Vision & Graph Processing
Vision Processing
Deeptrain’s Vision module bridges the gap between traditional text-only Large Language Models and visual data. By converting visual information into structured text or descriptive embeddings, you can enable non-vision models to interpret, analyze, and reason about images without requiring a native multimodal architecture.
Image-to-Text Integration
The vision interface allows you to process static images and generate comprehensive descriptions or data extractions that can be fed directly into an LLM's context window.
Usage Example
from deeptrain import VisionProcessor
# Initialize the processor
vision = VisionProcessor(api_key="your_api_key")

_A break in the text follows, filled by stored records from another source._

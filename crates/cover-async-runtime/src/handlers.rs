use std::path::PathBuf;

use cover_engine::{
    BookSpecification, CoverEngine, CoverError, CoverUploads, DeviceClass, PreparedCover,
    RequestToken, save_pdf,
};
use tokio::sync::mpsc;

use crate::CoverUpdate;

type UpdateTx = mpsc::UnboundedSender<CoverUpdate>;

pub async fn handle_preview(
    engine: &CoverEngine,
    token: RequestToken,
    spec: BookSpecification,
    uploads: CoverUploads,
    device: DeviceClass,
    update_tx: &UpdateTx,
) {
    let Some(prepared) = prepare(engine, token, &spec, &uploads, update_tx).await else {
        return;
    };

    match engine.render_preview(&prepared, device) {
        Ok(surface) => {
            let failures = prepared
                .failures
                .iter()
                .map(|failure| failure.error.to_string())
                .collect();
            let _ = update_tx.send(CoverUpdate::PreviewRendered {
                token,
                width: surface.width(),
                height: surface.height(),
                rgba_data: surface.to_rgba8(),
                failures,
            });
        }
        Err(e) => report(token, "Failed to render preview", e, update_tx),
    }
}

pub async fn handle_export(
    engine: &CoverEngine,
    token: RequestToken,
    spec: BookSpecification,
    uploads: CoverUploads,
    device: DeviceClass,
    output_path: PathBuf,
    update_tx: &UpdateTx,
) {
    let Some(prepared) = prepare(engine, token, &spec, &uploads, update_tx).await else {
        return;
    };
    for failure in &prepared.failures {
        log::warn!("Exporting without artwork: {}", failure.error);
    }

    let exported = match engine.export_pdf(&prepared, device).await {
        Ok(exported) => exported,
        Err(e) => return report(token, "Failed to export PDF", e, update_tx),
    };

    match save_pdf(&exported, &output_path).await {
        Ok(()) => {
            log::info!(
                "Exported {:.1} x {:.1} mm cover to {}",
                exported.width_mm(),
                exported.height_mm(),
                output_path.display()
            );
            let _ = update_tx.send(CoverUpdate::Exported {
                token,
                path: output_path,
                width_mm: exported.width_mm(),
                height_mm: exported.height_mm(),
                orientation: exported.orientation,
            });
        }
        Err(e) => report(token, "Failed to save PDF", e, update_tx),
    }
}

pub async fn handle_check_bleed(
    engine: &CoverEngine,
    token: RequestToken,
    spec: BookSpecification,
    uploads: CoverUploads,
    device: DeviceClass,
    update_tx: &UpdateTx,
) {
    let Some(prepared) = prepare(engine, token, &spec, &uploads, update_tx).await else {
        return;
    };

    match engine.check_bleed(&prepared, device) {
        Ok(status) => {
            let _ = update_tx.send(CoverUpdate::BleedChecked { token, status });
        }
        Err(e) => report(token, "Failed to check bleed", e, update_tx),
    }
}

async fn prepare(
    engine: &CoverEngine,
    token: RequestToken,
    spec: &BookSpecification,
    uploads: &CoverUploads,
    update_tx: &UpdateTx,
) -> Option<PreparedCover> {
    match engine.prepare(token, spec, uploads).await {
        Ok(prepared) => Some(prepared),
        Err(e) => {
            report(token, "Failed to prepare cover", e, update_tx);
            None
        }
    }
}

fn report(token: RequestToken, context: &str, error: CoverError, update_tx: &UpdateTx) {
    let update = match error {
        CoverError::Superseded(stale) => CoverUpdate::Superseded { token: stale },
        other => {
            log::error!("Request {}: {}: {}", token, context, other);
            CoverUpdate::Error {
                token,
                message: format!("{}: {}", context, other),
            }
        }
    };
    let _ = update_tx.send(update);
}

# Process a local image for a text-only model
result = vision.process_image(
source="./assets/product_screenshot.png",
detail_level="high",
task="description"
)
print(result["text_description"])
API Reference: process_image
| Parameter | Type | Description |
| :--- | :--- | :--- |
| source | str | Path to local file, or a public URL of the image. |
| task | str | The processing goal: "description", "ocr", or "object_detection". |
| detail_level | str | Granularity of output: "low", "medium", or "high". |
Returns: A dictionary containing the text_description, detected labels, and confidence scores.
Graph and Flowchart Interpretation
One of Deeptrain’s most powerful features is its ability to parse complex logical diagrams. This module translates visual flowcharts, hierarchy trees, and architectural diagrams into structured formats (like JSON or Mermaid syntax) that LLMs can use to understand workflows and relationships.
Processing Flowcharts
When a flowchart is processed, Deeptrain identifies nodes, edges, and directional logic, providing the AI agent with a logical map of the visual content.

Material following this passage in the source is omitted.